Jupyter hub bad! Jupyter notebooks & Bokeh good!

Jupyter notebooks are used all over the place it seems! I've always steered clear of them in the past, as a python script, decent text editor and a terminal usually suffice. But in the case where I need to share some data, graphs and the means these graphs were made, Jupyter seems like the perfect solution.

I started by trying Jupyter Hub, specifically The Smallest Jupyter Hub. I had a lot of trouble getting it setup, and found it impossible to run as a non-root user. As a rule, I don't run anything web-facing as root if I can help it. I certainly don't trust this application enough for that, so I settled on the basic, single user Jupyter Notebook server setup.
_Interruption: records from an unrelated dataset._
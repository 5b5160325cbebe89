//! Walks a small table through removal and growth, printing its shape.

use probe_table::{Table, TableError};
use simplelog::{ColorChoice, Config, LevelFilter, TermLogger, TerminalMode};

fn initialize_logging() {
    // A logger may already be installed when embedded; the demo runs fine without one.
    let _ = TermLogger::init(
        LevelFilter::Debug,
        Config::default(),
        TerminalMode::Mixed,
        ColorChoice::Auto,
    );
}

fn print_shape(table: &Table) {
    println!("Count: {} Size: {}", table.len(), table.capacity());
}

fn main() -> Result<(), TableError> {
    initialize_logging();

    let mut table = Table::with_capacity(10)?;
    for key in ["T", "V", "I", "G", "A", "B"] {
        table.insert(key, key)?;
    }
    table.remove("A");
    table.remove("A");
    print_shape(&table);

    table.insert("C", "C")?;
    print_shape(&table);

    table.insert("D", "D")?;
    print_shape(&table);

    match table.lookup("A") {
        Some(value) => println!("Find A (should be missing): {value}"),
        None => println!("Find A (should be missing): not found"),
    }

    table.destroy();
    Ok(())
}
For graphing, I'd heard about the Bokeh project which seems very nice indeed! It's a mixture of Javascript and python. You can generate the same graphs in both languages and it works surprisingly well. It's a tad more intuitive than matplotlib, generates interactive graphs and works well with Jupyter Notebooks. So far, the only thing I've found hard to generate is a heat-map.

In closing.

Moving towards a more dynamic solution for recording and visualising the statistics from our neural network has been a big help already. It's much faster to upload, backup and visualise all the parameters I need.

It's much neater inside the code too. We can quickly see what we are recording and add new watches with little overhead. Our graphs are much tidier, the data more organised. It's taken a while to get to this point; it's not always clear up-front what the ideal solution might be.